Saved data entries
• • • •
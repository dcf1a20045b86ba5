//! Per-object measurements of labeled microscopy images.
//!
//! Loads an intensity image and a label image, brings both
//! into a common axis order, measures every labeled object
//! and writes the results to an `.xlsx` spreadsheet.

use std::io::ErrorKind;
use std::path::{Path, PathBuf};

use log::{info, warn};

mod utils;
pub mod data;
pub mod tiff;
pub mod file_data;
pub mod measure;
pub mod export;

pub use utils::MetricsError;
pub use data::image::{AxisOrder, ImageStack, IMAGE_AXES, LABEL_AXES};
pub use file_data::FileType;
pub use measure::{
    default_properties,
    parse_properties,
    regionprops_table,
    FeatureTable,
    RequestedProperty,
    DEFAULT_PROPERTIES,
};
pub use export::{output_path, write_xlsx};

/// Everything one run of the analysis needs.
#[derive(Debug, Clone)]
pub struct Analysis {
    pub image_path : PathBuf,
    pub label_path : PathBuf,
    /// Overrides the image's metadata axis order
    pub image_axes : Option<AxisOrder>,
    /// Overrides the label file's metadata axis order
    pub label_axes : Option<AxisOrder>,
    pub output_dir : PathBuf,
    pub properties : Vec<RequestedProperty>,
}

impl Analysis {
    /// An analysis of `image_path` against `label_path` with the
    /// default properties, writing into the working directory.
    pub fn new<P : AsRef<Path>, Q : AsRef<Path>>(image_path : P, label_path : Q) -> Self {
        Analysis {
            image_path : image_path.as_ref().to_path_buf(),
            label_path : label_path.as_ref().to_path_buf(),
            image_axes : None,
            label_axes : None,
            output_dir : PathBuf::from("."),
            properties : default_properties(),
        }
    }
}

/// `open_image(path)` reads an intensity image. TIFF stacks go
/// through the native reader; if it cannot read the file, raster
/// formats are retried once with the `image` crate.
///
/// ## Arguments
///
/// * `path` - Path to the image file
///
/// ## Errors
///
/// * `MetricsError::UnsupportedFormat` - neither reader handles the
/// file's extension
/// * `MetricsError::Io` - the file could not be opened at all
///
/// ## Example
///
/// ```rust, ignore
/// let image = open_image("cells.tif")?;
/// println!("{:?} {:?}", image.shape(), image.axes);
/// ```
pub fn open_image<P : AsRef<Path>>(path : P) -> Result<ImageStack<f64>, MetricsError> {
    let path = path.as_ref();
    let native_err = match tiff::open_stack(path) {
        Ok(stack) => return Ok(stack),
        Err(MetricsError::Io(err))
            if matches!(err.kind(), ErrorKind::NotFound | ErrorKind::PermissionDenied) => {
            return Err(MetricsError::Io(err));
        },
        Err(err) => err,
    };

    let file_type = FileType::discern_filetype(path);
    match file_type {
        FileType::Raster(_) => {
            warn!(
                "{}: {}; decoding .{} with the raster reader instead",
                path.display(), native_err, file_type.extension()
            );
            file_data::open_raster(path)
        },
        FileType::Microscopy(_) | FileType::Other(_) => Err(MetricsError::UnsupportedFormat {
            path : path.to_path_buf(),
            extension : file_type.extension().to_string(),
        }),
    }
}

/// `open_labels(path)` reads a label image with the native TIFF
/// reader. Every sample must be a non-negative integer.
pub fn open_labels<P : AsRef<Path>>(path : P) -> Result<ImageStack<u32>, MetricsError> {
    tiff::open_stack(path)?.into_labels()
}

/// `extract_features(image, labels, properties)` measures every
/// object of `labels` against `image` and prefixes the table with
/// a `file` column holding the image's stem.
///
/// Both stacks should already share an axis order (see
/// `ImageStack::conform`).
pub fn extract_features(
    image : &ImageStack<f64>,
    labels : &ImageStack<u32>,
    properties : &[RequestedProperty],
    ) -> Result<FeatureTable, MetricsError> {
    let mut table = regionprops_table(labels.data.view(), Some(image.data.view()), properties)?;
    table.insert_source(&image.stem());
    Ok(table)
}

/// `analyze(analysis)` runs the whole pipeline: load both images,
/// conform them to `ZYXC` / `ZYX`, measure, and write
/// `nuclei_analysis_<stem>.xlsx` into the output directory.
///
/// ## Returns
///
/// The path of the spreadsheet written.
///
/// ## Example
///
/// ```rust, ignore
/// let mut analysis = Analysis::new("cells.tif", "cells_labels.tif");
/// analysis.image_axes = Some("CZYX".parse()?);
/// let written = analyze(&analysis)?;
/// ```
pub fn analyze(analysis : &Analysis) -> Result<PathBuf, MetricsError> {
    let image = open_image(&analysis.image_path)?
        .conform(analysis.image_axes.as_ref(), &IMAGE_AXES.parse()?)?;
    let labels = open_labels(&analysis.label_path)?
        .conform(analysis.label_axes.as_ref(), &LABEL_AXES.parse()?)?;
    info!(
        "{} {:?} ({}), {} {:?} ({})",
        image.path().display(),
        image.shape(),
        image.axes.as_ref().map_or("?".to_string(), |a| a.to_string()),
        labels.path().display(),
        labels.shape(),
        labels.axes.as_ref().map_or("?".to_string(), |a| a.to_string()),
    );

    let table = extract_features(&image, &labels, &analysis.properties)?;
    let path = output_path(&analysis.output_dir, &image.stem());
    write_xlsx(&table, &path)?;
    Ok(path)
}
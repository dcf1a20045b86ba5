//! Fallback reader for single-plane raster files, via the
//! `image` crate. Covers compressed TIFFs and the common
//! 8/16-bit and float formats the native reader skips.

use std::path::Path;

use image::DynamicImage;
use log::debug;
use ndarray::{ArrayD, IxDyn};

use crate::data::image::ImageStack;
use crate::MetricsError;

/// `(channels, samples)` from any `ImageBuffer`, samples kept at
/// their native value (no rescaling to 0..1 or to 16 bits).
macro_rules! raw_samples {
    ($buffer : expr, $channels : expr) => {
        ($channels, $buffer.into_raw().into_iter().map(f64::from).collect::<Vec<f64>>())
    };
}

/// Reads a raster image as `(Y, X)` for single-channel images or
/// `(Y, X, C)` otherwise.
pub fn open_raster(path : &Path) -> Result<ImageStack<f64>, MetricsError> {
    let img = image::open(path)?;
    let (height, width) = (img.height() as usize, img.width() as usize);

    let (channels, samples) = match img {
        DynamicImage::ImageLuma8(buf) => raw_samples!(buf, 1),
        DynamicImage::ImageLumaA8(buf) => raw_samples!(buf, 2),
        DynamicImage::ImageRgb8(buf) => raw_samples!(buf, 3),
        DynamicImage::ImageRgba8(buf) => raw_samples!(buf, 4),
        DynamicImage::ImageLuma16(buf) => raw_samples!(buf, 1),
        DynamicImage::ImageLumaA16(buf) => raw_samples!(buf, 2),
        DynamicImage::ImageRgb16(buf) => raw_samples!(buf, 3),
        DynamicImage::ImageRgba16(buf) => raw_samples!(buf, 4),
        DynamicImage::ImageRgb32F(buf) => raw_samples!(buf, 3),
        DynamicImage::ImageRgba32F(buf) => raw_samples!(buf, 4),
        other => raw_samples!(other.into_rgba32f(), 4),
    };

    let shape = if channels == 1 {
        vec![height, width]
    } else {
        vec![height, width, channels]
    };
    debug!("{}: decoded raster {:?}", path.display(), shape);

    let data = ArrayD::from_shape_vec(IxDyn(&shape), samples)
        .map_err(|err| MetricsError::Format(err.to_string()))?;
    let axes = if channels == 1 { "YX" } else { "YXC" };
    Ok(ImageStack::new(data, path).with_axes(axes.parse().ok()))
}

#[cfg(test)]
mod tests {
    use super::*;
    use image::{ImageBuffer, Luma, Rgb};

    #[test]
    fn grayscale_png_keeps_values() {
        let dir = tempfile::tempdir().unwrap();
        let path = dir.path().join("g.png");
        let img : ImageBuffer<Luma<u16>, Vec<u16>> =
            ImageBuffer::from_fn(5, 3, |x, y| Luma([(y * 1000 + x) as u16]));
        img.save(&path).unwrap();

        let stack = open_raster(&path).unwrap();
        assert_eq!(stack.shape(), &[3, 5]);
        assert_eq!(stack.data[[2, 4]], 2004.0);
        assert_eq!(stack.axes.unwrap().to_string(), "YX");
    }

    #[test]
    fn rgb_png_has_trailing_channels() {
        let dir = tempfile::tempdir().unwrap();
        let path = dir.path().join("c.png");
        let img : ImageBuffer<Rgb<u8>, Vec<u8>> =
            ImageBuffer::from_fn(4, 2, |x, _| Rgb([x as u8, 10, 20]));
        img.save(&path).unwrap();

        let stack = open_raster(&path).unwrap();
        assert_eq!(stack.shape(), &[2, 4, 3]);
        assert_eq!(stack.data[[1, 3, 0]], 3.0);
        assert_eq!(stack.data[[1, 3, 2]], 20.0);
    }
}
//! Decides which reader handles a file and owns the
//! fallback path for files the TIFF reader rejects.

pub mod file_types;
mod raster;

pub use file_types::FileType;
pub use raster::open_raster;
• • • •
## WORK ORDER
The answer must consist of each line in the entries above that includes "RequestedProperty".

## RESULT FOR THIS EXERCISE
    RequestedProperty,
    pub properties : Vec<RequestedProperty>,
    properties : &[RequestedProperty],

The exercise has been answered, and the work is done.